**WORK REQUEST:** Show every line in the records below that contains the word "direct".

= Beginning of Section =

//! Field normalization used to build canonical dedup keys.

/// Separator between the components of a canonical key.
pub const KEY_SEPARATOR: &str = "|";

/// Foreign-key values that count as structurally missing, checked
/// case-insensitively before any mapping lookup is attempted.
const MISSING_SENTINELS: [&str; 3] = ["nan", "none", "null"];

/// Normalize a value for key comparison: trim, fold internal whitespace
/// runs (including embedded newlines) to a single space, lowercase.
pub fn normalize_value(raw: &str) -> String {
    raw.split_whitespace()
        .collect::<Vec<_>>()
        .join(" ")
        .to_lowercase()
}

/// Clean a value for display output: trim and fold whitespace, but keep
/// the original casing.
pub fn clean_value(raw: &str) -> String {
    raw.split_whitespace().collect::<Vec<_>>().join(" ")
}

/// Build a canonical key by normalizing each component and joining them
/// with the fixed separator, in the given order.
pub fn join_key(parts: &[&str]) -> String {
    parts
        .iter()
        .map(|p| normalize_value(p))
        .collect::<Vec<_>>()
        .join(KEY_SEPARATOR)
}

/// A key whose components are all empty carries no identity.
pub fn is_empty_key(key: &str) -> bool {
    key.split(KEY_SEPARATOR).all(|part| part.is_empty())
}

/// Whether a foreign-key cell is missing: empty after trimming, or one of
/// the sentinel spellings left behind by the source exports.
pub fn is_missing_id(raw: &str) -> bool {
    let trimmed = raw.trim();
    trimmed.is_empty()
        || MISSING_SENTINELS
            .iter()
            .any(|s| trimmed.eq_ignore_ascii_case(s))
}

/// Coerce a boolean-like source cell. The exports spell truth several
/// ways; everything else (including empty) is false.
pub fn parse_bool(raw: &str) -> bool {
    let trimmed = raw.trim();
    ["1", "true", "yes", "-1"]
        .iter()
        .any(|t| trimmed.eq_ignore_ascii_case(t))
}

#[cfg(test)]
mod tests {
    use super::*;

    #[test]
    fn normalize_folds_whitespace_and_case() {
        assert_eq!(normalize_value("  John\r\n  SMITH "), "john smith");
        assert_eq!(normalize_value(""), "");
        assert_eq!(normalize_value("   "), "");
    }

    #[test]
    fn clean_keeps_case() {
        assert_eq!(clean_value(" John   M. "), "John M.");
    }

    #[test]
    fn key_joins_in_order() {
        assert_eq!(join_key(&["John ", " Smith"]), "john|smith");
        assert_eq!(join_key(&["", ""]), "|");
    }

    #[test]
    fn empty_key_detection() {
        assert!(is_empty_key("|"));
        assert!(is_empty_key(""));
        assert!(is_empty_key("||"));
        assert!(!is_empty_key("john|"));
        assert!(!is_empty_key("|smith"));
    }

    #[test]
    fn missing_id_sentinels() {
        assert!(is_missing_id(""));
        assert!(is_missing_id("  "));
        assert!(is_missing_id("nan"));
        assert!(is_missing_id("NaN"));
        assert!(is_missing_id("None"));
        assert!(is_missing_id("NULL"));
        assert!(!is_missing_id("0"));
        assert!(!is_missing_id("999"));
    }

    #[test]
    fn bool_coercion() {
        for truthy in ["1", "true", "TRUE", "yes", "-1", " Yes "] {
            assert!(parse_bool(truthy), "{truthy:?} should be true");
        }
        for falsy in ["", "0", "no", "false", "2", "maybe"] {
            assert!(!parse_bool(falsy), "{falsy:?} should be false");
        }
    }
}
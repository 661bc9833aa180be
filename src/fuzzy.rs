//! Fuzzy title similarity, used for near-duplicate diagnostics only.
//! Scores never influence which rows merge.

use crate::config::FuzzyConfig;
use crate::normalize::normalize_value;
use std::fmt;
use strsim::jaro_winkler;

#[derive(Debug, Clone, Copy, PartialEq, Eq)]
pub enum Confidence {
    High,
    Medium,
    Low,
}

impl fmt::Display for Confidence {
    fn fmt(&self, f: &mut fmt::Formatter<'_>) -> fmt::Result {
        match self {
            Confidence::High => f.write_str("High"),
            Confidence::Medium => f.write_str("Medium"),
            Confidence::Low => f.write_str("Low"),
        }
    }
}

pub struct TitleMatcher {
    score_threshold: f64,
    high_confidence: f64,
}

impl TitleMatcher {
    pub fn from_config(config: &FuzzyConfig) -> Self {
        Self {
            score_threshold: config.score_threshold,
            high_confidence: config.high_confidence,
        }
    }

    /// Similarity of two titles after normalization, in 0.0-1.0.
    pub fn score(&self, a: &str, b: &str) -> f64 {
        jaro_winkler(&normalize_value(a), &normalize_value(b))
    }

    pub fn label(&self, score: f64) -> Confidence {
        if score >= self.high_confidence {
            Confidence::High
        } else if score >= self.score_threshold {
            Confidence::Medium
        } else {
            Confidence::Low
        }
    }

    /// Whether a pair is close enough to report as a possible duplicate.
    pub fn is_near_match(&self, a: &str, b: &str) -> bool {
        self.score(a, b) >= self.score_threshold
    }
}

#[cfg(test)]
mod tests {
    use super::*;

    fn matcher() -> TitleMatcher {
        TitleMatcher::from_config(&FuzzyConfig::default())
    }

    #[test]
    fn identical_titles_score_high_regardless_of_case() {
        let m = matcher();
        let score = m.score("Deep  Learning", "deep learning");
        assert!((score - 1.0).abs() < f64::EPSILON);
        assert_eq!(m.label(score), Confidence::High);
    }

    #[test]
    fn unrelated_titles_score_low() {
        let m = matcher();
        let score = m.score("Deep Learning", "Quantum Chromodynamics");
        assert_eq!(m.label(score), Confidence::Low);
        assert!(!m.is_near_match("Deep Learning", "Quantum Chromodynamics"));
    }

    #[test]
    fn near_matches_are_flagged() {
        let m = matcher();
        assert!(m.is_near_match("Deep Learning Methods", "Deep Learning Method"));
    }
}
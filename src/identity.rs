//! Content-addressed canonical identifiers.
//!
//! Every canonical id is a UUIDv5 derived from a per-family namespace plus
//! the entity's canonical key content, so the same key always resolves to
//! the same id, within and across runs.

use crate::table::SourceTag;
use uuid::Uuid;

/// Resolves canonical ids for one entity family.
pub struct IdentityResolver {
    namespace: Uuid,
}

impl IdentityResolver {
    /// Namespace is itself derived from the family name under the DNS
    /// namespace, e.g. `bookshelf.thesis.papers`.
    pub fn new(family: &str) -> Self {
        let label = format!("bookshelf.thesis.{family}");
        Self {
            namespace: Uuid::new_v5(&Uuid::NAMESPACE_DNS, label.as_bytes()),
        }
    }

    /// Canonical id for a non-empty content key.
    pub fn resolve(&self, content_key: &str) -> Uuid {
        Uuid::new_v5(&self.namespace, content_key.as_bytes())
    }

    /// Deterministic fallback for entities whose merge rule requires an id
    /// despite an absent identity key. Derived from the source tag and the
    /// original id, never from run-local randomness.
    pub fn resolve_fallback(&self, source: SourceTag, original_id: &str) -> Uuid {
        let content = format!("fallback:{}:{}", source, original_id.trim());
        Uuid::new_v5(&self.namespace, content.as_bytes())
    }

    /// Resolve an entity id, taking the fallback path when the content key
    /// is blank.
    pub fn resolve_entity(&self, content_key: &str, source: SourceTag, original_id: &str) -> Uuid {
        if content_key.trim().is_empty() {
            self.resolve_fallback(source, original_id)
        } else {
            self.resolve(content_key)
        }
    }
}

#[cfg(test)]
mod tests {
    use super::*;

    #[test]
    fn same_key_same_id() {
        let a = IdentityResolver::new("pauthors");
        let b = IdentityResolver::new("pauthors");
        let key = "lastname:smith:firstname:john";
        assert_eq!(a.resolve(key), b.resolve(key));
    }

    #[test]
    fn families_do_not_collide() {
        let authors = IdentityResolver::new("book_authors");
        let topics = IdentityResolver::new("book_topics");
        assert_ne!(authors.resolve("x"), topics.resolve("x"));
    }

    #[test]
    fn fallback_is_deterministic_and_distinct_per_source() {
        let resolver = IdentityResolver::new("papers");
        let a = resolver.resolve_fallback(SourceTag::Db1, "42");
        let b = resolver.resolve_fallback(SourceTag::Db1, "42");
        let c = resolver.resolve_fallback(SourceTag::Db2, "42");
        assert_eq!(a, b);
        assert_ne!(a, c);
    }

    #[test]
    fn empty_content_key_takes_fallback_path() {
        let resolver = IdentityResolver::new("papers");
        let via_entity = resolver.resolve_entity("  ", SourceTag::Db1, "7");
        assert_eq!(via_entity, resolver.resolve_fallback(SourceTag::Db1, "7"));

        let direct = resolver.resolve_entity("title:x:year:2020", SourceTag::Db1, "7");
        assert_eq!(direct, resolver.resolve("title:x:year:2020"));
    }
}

= End of Section =

**WRITTEN SOLUTION:**
        let direct = resolver.resolve_entity("title:x:year:2020", SourceTag::Db1, "7");
        assert_eq!(direct, resolver.resolve("title:x:year:2020"));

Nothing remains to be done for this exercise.